„The path to heaven passes through a teapot“.
From the bush to the cup
Today tea is on almost everyone’s lips!
As an infusion drink made from the leaves of the tea plant, with or without flavour additives, in the form of herbal tea or the classic black tea with finely nuanced flavours, it continues to inspire people with the variety of taste experiences it offers and its stimulating, relaxing, refreshing and, often, health-supporting effects.
From the Middle Kingdom to the Modern Age
Tea’s route to the modern age probably began over 5,000 years ago, when the health-giving effects of tea leaves were first described in China. Since then there have been as many legends surrounding tea as documented traditions. It was probably chance that caused tea leaves to find their way to boiling water and so provide Emperor Shen Nung with his first experience of tea. Thus began the triumphal procession of the flavoursome infusion drink from the Middle Kingdom via India and Japan to Europe and America. Today tea is drunk in almost every civilisation. Its association with different traditions and ceremonies is as well known as the almost unfathomable quantity of different teas and blends.
From the bush to the cup
Tea is the term used to describe mostly dried, fermented and finely chopped leaves from the tea plant. From this raw material in pure form or in blends with other plants or flavours, the tea is then boiled to produce a drink. Green tea is a special form of tea. Here the fermentation process is dispensed with, leaving the tea not only green, but also richer in vitamins and other substances. In contrast, herbal teas are dried or unprocessed plant teas, which, however, have nothing in common with traditional tea.

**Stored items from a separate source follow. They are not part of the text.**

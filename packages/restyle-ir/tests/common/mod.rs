//! Common test utilities for restyle-ir
//!
//! This module provides shared fixtures, assertions, and builders
//! for integration tests.

#![allow(dead_code)]

mod assertions;
mod builders;
mod fixtures;

// Re-export all utilities
pub use assertions::*;
pub use builders::*;
pub use fixtures::*;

Once the tea has been manufactured as a raw material, packaged, shipped and ultimately sold, the process of proper preparation is vital. Here it depends on the form in which the tea reaches you. Available loose, in a teabag or even in a practical pod, tea can be prepared in very different ways today and using modern machines. In principle a good tea needs water that is as neutral as possible in flavour, a particular brewing time and preferably briskly boiling water. The latter is especially important for black tea, which is only able to unfold its full aroma in this way. Depending on the desired effect, you can leave the tea to steep after brewing. Two to three minutes are good for a stimulating effect, four to five minutes are recommended for a relaxing tea. In addition, rock sugar, or sweetener, milk or lemon can be added according to preference and taste before drinking. With green tea, incidentally, the first infusion is poured away and only the second infusion is drunk.
The preparation times apply not only to loose tea, but also to the popular and convenient teabags. Anyone who uses tea pods must be prepared to take pot luck with the brewing characteristics of the machine.
From brewing to enjoyment
Once the tea is ready, it’s finally time to get down to actually enjoying it. In many countries there are almost fixed traditions. You only have to think of the famous “tea time” in England, where drinking tea is more a ceremony than a pleasure. And let’s not forget the widely popular “tea dances” of the first half of the 20th century in particular. Today we can enjoy tea at home, in a café or in a restaurant, and sometimes in special tea houses. Tea can be drunk alone or in company at any time of the day as the fancy takes us.